What this task involves →
In the records that follow, the lines from the one containing "repository 345ac2ba95af09ea" to the one containing "filename tutor-common/src/logging.rs", inclusive, are to be given again exactly.

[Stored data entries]
◆ ◆ ◆

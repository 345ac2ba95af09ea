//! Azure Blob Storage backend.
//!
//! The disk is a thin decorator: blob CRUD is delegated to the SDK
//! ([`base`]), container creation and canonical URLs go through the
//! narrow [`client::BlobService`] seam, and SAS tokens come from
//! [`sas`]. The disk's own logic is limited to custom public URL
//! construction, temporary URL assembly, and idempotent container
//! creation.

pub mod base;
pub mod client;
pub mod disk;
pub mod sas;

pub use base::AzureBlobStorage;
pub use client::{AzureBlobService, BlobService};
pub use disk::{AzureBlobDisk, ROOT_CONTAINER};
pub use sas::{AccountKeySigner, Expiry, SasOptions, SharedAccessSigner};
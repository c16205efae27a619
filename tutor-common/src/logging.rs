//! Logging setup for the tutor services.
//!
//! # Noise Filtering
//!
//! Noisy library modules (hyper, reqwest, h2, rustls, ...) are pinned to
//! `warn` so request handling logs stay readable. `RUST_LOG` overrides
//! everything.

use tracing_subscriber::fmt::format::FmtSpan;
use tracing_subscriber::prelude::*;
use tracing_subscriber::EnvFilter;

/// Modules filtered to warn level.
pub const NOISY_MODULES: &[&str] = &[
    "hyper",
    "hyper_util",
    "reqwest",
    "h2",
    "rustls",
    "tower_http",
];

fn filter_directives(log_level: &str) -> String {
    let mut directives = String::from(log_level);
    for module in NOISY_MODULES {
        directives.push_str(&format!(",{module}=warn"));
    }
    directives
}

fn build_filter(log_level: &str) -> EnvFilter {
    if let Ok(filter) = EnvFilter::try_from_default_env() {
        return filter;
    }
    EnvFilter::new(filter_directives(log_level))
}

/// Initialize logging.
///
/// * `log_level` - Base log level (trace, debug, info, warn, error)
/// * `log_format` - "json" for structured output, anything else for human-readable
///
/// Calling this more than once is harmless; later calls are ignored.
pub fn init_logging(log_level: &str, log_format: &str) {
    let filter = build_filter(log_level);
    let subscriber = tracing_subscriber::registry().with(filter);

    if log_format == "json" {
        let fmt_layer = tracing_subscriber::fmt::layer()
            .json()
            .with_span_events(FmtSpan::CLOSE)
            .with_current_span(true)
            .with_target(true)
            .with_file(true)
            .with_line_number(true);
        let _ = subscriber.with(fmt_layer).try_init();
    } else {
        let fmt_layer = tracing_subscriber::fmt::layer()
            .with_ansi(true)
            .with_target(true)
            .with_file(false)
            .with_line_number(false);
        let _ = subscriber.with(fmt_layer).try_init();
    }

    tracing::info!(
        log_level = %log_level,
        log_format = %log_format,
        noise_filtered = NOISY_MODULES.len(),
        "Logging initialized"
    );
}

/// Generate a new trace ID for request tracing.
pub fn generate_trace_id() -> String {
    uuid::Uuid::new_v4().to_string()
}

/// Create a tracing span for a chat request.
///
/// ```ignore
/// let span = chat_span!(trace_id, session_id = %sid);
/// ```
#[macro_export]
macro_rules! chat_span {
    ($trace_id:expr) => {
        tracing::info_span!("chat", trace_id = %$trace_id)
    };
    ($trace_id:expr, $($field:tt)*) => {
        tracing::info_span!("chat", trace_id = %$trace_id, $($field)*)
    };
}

◆ ◆ ◆

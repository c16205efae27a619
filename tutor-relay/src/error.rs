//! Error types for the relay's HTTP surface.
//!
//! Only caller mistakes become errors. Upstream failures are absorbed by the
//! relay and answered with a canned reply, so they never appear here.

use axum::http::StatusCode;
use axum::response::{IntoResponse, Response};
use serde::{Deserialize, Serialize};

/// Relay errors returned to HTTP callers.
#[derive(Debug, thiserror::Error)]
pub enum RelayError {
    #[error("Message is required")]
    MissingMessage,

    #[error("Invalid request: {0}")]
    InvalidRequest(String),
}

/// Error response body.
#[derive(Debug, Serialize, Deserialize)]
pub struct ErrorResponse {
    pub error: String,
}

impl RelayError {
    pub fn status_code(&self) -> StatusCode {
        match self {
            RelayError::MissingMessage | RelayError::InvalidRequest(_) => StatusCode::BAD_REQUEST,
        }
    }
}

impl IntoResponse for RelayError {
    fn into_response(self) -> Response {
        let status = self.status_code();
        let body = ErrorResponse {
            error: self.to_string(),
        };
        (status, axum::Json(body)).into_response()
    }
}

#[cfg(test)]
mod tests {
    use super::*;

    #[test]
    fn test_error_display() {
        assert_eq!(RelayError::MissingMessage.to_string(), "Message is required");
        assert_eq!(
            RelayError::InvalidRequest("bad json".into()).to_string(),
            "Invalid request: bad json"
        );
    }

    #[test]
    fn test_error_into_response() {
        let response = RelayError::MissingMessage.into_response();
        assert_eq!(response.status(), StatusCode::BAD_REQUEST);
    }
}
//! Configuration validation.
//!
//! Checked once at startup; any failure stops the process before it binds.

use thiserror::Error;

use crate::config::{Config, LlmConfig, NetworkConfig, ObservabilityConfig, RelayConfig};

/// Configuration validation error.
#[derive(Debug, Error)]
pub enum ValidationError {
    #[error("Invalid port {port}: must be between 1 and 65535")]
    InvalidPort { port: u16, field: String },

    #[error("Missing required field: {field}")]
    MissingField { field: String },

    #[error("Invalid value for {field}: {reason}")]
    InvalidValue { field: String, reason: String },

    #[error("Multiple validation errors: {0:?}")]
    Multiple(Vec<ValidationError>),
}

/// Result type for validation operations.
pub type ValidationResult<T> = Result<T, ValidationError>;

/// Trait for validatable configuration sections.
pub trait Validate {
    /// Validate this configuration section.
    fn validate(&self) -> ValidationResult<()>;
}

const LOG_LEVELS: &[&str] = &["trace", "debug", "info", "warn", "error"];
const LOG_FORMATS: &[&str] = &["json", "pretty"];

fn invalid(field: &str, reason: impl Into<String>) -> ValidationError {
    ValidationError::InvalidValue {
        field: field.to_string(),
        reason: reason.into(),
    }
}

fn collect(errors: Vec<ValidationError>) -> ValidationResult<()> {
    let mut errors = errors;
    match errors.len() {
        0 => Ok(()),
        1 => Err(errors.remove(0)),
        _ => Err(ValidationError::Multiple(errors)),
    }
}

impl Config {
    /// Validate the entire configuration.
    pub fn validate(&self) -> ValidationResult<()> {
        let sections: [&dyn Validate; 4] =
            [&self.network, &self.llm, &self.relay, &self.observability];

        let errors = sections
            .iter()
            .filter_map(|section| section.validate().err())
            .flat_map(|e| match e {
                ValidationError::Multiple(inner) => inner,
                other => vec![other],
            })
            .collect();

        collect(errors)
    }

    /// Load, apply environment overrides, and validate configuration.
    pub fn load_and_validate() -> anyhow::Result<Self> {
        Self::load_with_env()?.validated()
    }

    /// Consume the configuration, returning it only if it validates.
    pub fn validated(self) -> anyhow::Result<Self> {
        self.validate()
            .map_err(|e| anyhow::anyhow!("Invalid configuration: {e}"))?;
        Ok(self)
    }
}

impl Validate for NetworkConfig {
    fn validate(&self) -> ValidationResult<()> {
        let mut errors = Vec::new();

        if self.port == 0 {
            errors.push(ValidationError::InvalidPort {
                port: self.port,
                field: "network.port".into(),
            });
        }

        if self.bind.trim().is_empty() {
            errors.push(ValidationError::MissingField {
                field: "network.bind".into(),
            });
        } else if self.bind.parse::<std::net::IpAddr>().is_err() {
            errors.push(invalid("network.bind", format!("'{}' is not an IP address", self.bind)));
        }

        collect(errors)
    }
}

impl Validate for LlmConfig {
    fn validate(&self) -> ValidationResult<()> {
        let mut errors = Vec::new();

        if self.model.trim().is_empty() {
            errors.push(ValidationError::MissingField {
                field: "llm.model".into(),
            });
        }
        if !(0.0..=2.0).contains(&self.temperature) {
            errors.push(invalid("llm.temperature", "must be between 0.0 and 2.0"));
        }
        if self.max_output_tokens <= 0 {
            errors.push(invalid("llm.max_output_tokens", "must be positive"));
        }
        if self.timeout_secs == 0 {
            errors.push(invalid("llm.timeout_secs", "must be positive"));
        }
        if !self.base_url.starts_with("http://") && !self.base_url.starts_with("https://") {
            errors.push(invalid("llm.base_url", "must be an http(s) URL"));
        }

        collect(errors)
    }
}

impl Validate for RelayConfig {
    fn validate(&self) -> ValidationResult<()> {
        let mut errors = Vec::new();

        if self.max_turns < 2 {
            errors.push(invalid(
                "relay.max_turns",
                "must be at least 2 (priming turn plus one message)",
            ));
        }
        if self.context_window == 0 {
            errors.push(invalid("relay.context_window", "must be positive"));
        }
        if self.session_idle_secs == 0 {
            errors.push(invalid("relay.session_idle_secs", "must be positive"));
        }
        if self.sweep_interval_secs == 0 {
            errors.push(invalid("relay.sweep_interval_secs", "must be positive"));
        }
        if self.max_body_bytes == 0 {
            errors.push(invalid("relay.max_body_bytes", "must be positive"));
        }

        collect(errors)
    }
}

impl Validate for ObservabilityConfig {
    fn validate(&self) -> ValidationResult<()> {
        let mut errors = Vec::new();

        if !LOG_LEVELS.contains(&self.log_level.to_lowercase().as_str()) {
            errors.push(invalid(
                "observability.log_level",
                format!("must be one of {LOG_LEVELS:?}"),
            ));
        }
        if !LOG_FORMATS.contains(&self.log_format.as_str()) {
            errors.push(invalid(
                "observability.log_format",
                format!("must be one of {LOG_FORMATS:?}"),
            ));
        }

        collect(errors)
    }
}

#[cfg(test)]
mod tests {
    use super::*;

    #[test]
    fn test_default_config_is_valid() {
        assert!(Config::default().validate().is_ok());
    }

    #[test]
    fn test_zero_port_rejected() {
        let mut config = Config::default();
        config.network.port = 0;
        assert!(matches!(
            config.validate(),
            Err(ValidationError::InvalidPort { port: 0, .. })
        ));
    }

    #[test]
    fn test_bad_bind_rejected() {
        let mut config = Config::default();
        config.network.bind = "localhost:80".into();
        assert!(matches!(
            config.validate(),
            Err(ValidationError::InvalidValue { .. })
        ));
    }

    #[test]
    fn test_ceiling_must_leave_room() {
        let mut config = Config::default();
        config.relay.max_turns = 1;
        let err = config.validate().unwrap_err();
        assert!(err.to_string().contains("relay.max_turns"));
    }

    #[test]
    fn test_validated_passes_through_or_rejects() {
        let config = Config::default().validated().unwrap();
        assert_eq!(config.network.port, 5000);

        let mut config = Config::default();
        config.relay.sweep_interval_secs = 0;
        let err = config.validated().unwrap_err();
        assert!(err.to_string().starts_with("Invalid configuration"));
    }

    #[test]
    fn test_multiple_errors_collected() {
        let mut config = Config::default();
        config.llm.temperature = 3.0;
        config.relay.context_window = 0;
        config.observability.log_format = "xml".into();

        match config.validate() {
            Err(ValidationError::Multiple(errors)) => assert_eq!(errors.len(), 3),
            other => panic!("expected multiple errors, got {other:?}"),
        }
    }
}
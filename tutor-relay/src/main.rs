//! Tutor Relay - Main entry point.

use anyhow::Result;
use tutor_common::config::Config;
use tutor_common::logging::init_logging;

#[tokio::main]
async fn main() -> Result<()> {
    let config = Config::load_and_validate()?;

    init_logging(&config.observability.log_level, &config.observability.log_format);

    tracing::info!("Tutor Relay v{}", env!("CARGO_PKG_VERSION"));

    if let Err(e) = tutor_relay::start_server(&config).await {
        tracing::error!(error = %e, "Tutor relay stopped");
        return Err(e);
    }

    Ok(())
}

◆ ◆ ◆

Answer for this exercise →
repository 345ac2ba95af09ea
//! Azure Blob Storage backend.
//!
//! The disk is a thin decorator: blob CRUD is delegated to the SDK
//! ([`base`]), container creation and canonical URLs go through the
//! narrow [`client::BlobService`] seam, and SAS tokens come from
//! [`sas`]. The disk's own logic is limited to custom public URL
//! construction, temporary URL assembly, and idempotent container
//! creation.

pub mod base;
pub mod client;
pub mod disk;
pub mod sas;

pub use base::AzureBlobStorage;
pub use client::{AzureBlobService, BlobService};
pub use disk::{AzureBlobDisk, ROOT_CONTAINER};
pub use sas::{AccountKeySigner, Expiry, SasOptions, SharedAccessSigner};
repository c16205efae27a619
filename tutor-common/src/logging.rs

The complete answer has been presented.